Your instructions:
Work through the records below and copy every line that includes "stays".
[Dataset records — start]
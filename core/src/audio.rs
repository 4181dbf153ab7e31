//! Latency-aware audio write pacing
//!
//! Each loop iteration the pacer asks the playback device how much audio it
//! still holds and sizes this iteration's write so the device queue sits at
//! one write quantum: low enough that latency stays bounded, high enough
//! that the queue cannot drain before the next iteration refills it.

use thiserror::Error;

/// Interleaved stereo everywhere.
pub const CHANNEL_COUNT: usize = 2;

/// How many times one write is retried through underrun faults before the
/// iteration gives up and stays silent.
const RESUBMIT_LIMIT: u32 = 4;

/// Failure reported by a playback device on submission.
#[derive(Debug, Error, PartialEq, Eq)]
pub enum SubmitError {
    /// The device queue drained before this write. Recoverable: reprime the
    /// device and resubmit the same samples.
    #[error("playback queue underrun")]
    Underrun,
    /// Any other device-level failure. The iteration continues in silence.
    #[error("playback device error: {0}")]
    Device(String),
}

/// The audio-device collaborator boundary.
///
/// Implemented by the shell's real output backend and by scripted fakes in
/// tests.
pub trait PlaybackQueue {
    /// Stereo frames queued on the device but not yet played.
    fn queued_frames(&self) -> usize;

    /// Submit interleaved stereo samples. Returns the number of frames the
    /// device accepted.
    fn submit(&mut self, samples: &[f32]) -> Result<usize, SubmitError>;

    /// Reset device state after an underrun fault so the next submit can
    /// succeed.
    fn reprime(&mut self);
}

/// Borrowed view of the pacer's scratch buffer, filled by the update call.
#[derive(Debug)]
pub struct AudioBlock<'a> {
    pub samples_per_second: u32,
    /// Stereo frames requested this iteration. May be zero.
    pub frame_count: usize,
    /// Interleaved stereo storage for exactly `frame_count` frames.
    pub samples: &'a mut [f32],
}

#[derive(Debug, Clone, Copy, PartialEq, Eq)]
enum PacerState {
    Closed,
    Opened,
    Streaming,
}

/// Sizes and submits one audio write per loop iteration.
///
/// Lifecycle: `Closed` until a device is attached with
/// [`open`](Self::open), `Opened` until the first plan primes the queue
/// with a quantum of silence, then `Streaming` until shutdown. Without a
/// device every plan is zero frames and the loop runs silent.
pub struct AudioPacer<Q: PlaybackQueue> {
    queue: Option<Q>,
    state: PacerState,
    samples_per_second: u32,
    quantum_frames: usize,
    scratch: Vec<f32>,
}

impl<Q: PlaybackQueue> AudioPacer<Q> {
    /// `pace_hz` sets the write quantum: `samples_per_second / pace_hz`
    /// frames of queue occupancy to maintain.
    pub fn new(samples_per_second: u32, pace_hz: u32) -> Self {
        let quantum_frames = (samples_per_second / pace_hz.max(1)) as usize;
        Self {
            queue: None,
            state: PacerState::Closed,
            samples_per_second,
            quantum_frames,
            scratch: vec![0.0; quantum_frames * CHANNEL_COUNT],
        }
    }

    /// Attach an opened playback device.
    pub fn open(&mut self, queue: Q) {
        self.queue = Some(queue);
        self.state = PacerState::Opened;
    }

    /// Detach the device on shutdown.
    pub fn close(&mut self) {
        self.queue = None;
        self.state = PacerState::Closed;
    }

    pub fn samples_per_second(&self) -> u32 {
        self.samples_per_second
    }

    pub fn quantum_frames(&self) -> usize {
        self.quantum_frames
    }

    pub fn is_streaming(&self) -> bool {
        self.state == PacerState::Streaming
    }

    /// Decide this iteration's write size from the current device delay.
    ///
    /// Returns zero when the queue is already at or above the quantum, or
    /// when no device is attached.
    pub fn plan(&mut self) -> usize {
        if self.queue.is_none() {
            return 0;
        }
        if self.state == PacerState::Opened {
            self.start_streaming();
        }
        let queued = self.queue.as_ref().map_or(0, Q::queued_frames);
        self.quantum_frames
            .saturating_sub(queued)
            .min(self.scratch.len() / CHANNEL_COUNT)
    }

    /// Borrow scratch storage for the update call to fill.
    ///
    /// `frames` must come from this iteration's [`plan`](Self::plan).
    pub fn block(&mut self, frames: usize) -> AudioBlock<'_> {
        let samples = frames * CHANNEL_COUNT;
        AudioBlock {
            samples_per_second: self.samples_per_second,
            frame_count: frames,
            samples: &mut self.scratch[..samples],
        }
    }

    /// Submit the filled scratch to the device.
    ///
    /// A zero-frame commit is a skipped write. Underrun faults are recovered
    /// by repriming and resubmitting the same samples; any other fault is
    /// logged and this iteration's audio is dropped.
    pub fn commit(&mut self, frames: usize) {
        if frames == 0 {
            return;
        }
        let Some(queue) = self.queue.as_mut() else {
            return;
        };
        submit_with_reprime(queue, &self.scratch[..frames * CHANNEL_COUNT]);
    }

    /// Prime the device with one quantum of silence so playback starts with
    /// a full queue instead of an immediate underrun.
    fn start_streaming(&mut self) {
        self.scratch.fill(0.0);
        if let Some(queue) = self.queue.as_mut() {
            submit_with_reprime(queue, &self.scratch);
        }
        self.state = PacerState::Streaming;
    }
}

fn submit_with_reprime<Q: PlaybackQueue>(queue: &mut Q, samples: &[f32]) {
    for _ in 0..RESUBMIT_LIMIT {
        match queue.submit(samples) {
            Ok(accepted) => {
                let offered = samples.len() / CHANNEL_COUNT;
                if accepted < offered {
                    tracing::debug!(offered, accepted, "device accepted a short audio write");
                }
                return;
            }
            Err(SubmitError::Underrun) => {
                tracing::debug!("audio underrun fault, repriming device");
                queue.reprime();
            }
            Err(err) => {
                tracing::warn!("audio submit failed: {err}");
                return;
            }
        }
    }
    tracing::warn!("audio device kept faulting, dropping this iteration's samples");
}

#[cfg(test)]
mod tests {
    use super::*;

    /// Scripted device: reports a fixed delay and fails per a schedule.
    struct FakeQueue {
        queued: usize,
        fail_next: Vec<SubmitError>,
        accepted: Vec<usize>,
        reprimes: u32,
    }

    impl FakeQueue {
        fn with_delay(queued: usize) -> Self {
            Self {
                queued,
                fail_next: Vec::new(),
                accepted: Vec::new(),
                reprimes: 0,
            }
        }
    }

    impl PlaybackQueue for FakeQueue {
        fn queued_frames(&self) -> usize {
            self.queued
        }

        fn submit(&mut self, samples: &[f32]) -> Result<usize, SubmitError> {
            if let Some(err) = self.fail_next.pop() {
                return Err(err);
            }
            let frames = samples.len() / CHANNEL_COUNT;
            self.accepted.push(frames);
            Ok(frames)
        }

        fn reprime(&mut self) {
            self.reprimes += 1;
        }
    }

    #[test]
    fn plan_tops_queue_up_to_one_quantum() {
        let mut pacer = AudioPacer::new(48_000, 15);
        assert_eq!(pacer.quantum_frames(), 3200);
        pacer.open(FakeQueue::with_delay(1200));

        let frames = pacer.plan();
        assert_eq!(frames, 2000);
        // Requested plus queued never exceeds the quantum.
        assert!(frames + 1200 <= pacer.quantum_frames());
    }

    #[test]
    fn plan_skips_write_when_queue_is_full() {
        let mut pacer = AudioPacer::new(48_000, 15);
        pacer.open(FakeQueue::with_delay(3200));
        assert_eq!(pacer.plan(), 0);

        let mut over = AudioPacer::new(48_000, 15);
        over.open(FakeQueue::with_delay(5000));
        assert_eq!(over.plan(), 0);
    }

    #[test]
    fn plan_without_device_is_always_zero() {
        let mut pacer: AudioPacer<FakeQueue> = AudioPacer::new(48_000, 15);
        assert_eq!(pacer.plan(), 0);
        assert!(!pacer.is_streaming());
    }

    #[test]
    fn first_plan_primes_one_quantum_of_silence() {
        let mut pacer = AudioPacer::new(48_000, 15);
        pacer.open(FakeQueue::with_delay(0));

        pacer.plan();
        assert!(pacer.is_streaming());
        let queue = pacer.queue.as_ref().unwrap();
        assert_eq!(queue.accepted, vec![3200]);
    }

    #[test]
    fn underrun_is_reprimed_and_resubmitted() {
        let mut pacer = AudioPacer::new(48_000, 15);
        let mut queue = FakeQueue::with_delay(0);
        queue.fail_next.push(SubmitError::Underrun);
        pacer.open(queue);
        pacer.plan(); // priming write hits the fault first

        let queue = pacer.queue.as_ref().unwrap();
        assert_eq!(queue.reprimes, 1);
        assert_eq!(queue.accepted, vec![3200]);
    }

    #[test]
    fn non_underrun_fault_drops_the_write_without_retry() {
        let mut pacer = AudioPacer::new(48_000, 15);
        pacer.open(FakeQueue::with_delay(0));
        pacer.plan();

        let queue = pacer.queue.as_mut().unwrap();
        queue.accepted.clear();
        queue.fail_next.push(SubmitError::Device("device unplugged".into()));

        pacer.commit(100);
        let queue = pacer.queue.as_ref().unwrap();
        assert!(queue.accepted.is_empty());
        assert_eq!(queue.reprimes, 0);
    }

    #[test]
    fn commit_zero_frames_is_a_skipped_write() {
        let mut pacer = AudioPacer::new(48_000, 15);
        pacer.open(FakeQueue::with_delay(0));
        pacer.plan();

        let queue = pacer.queue.as_mut().unwrap();
        queue.accepted.clear();
        pacer.commit(0);
        assert!(pacer.queue.as_ref().unwrap().accepted.is_empty());
    }

    #[test]
    fn block_exposes_exactly_the_planned_frames() {
        let mut pacer = AudioPacer::new(48_000, 15);
        pacer.open(FakeQueue::with_delay(3000));
        let frames = pacer.plan();
        assert_eq!(frames, 200);

        let block = pacer.block(frames);
        assert_eq!(block.frame_count, 200);
        assert_eq!(block.samples.len(), 200 * CHANNEL_COUNT);
        assert_eq!(block.samples_per_second, 48_000);
    }

    #[test]
    fn close_returns_to_silence() {
        let mut pacer = AudioPacer::new(48_000, 15);
        pacer.open(FakeQueue::with_delay(0));
        pacer.plan();
        assert!(pacer.is_streaming());

        pacer.close();
        assert!(!pacer.is_streaming());
        assert_eq!(pacer.plan(), 0);
    }
}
[Dataset records — finish]
Written solution:
//! one write quantum: low enough that latency stays bounded, high enough
/// iteration gives up and stays silent.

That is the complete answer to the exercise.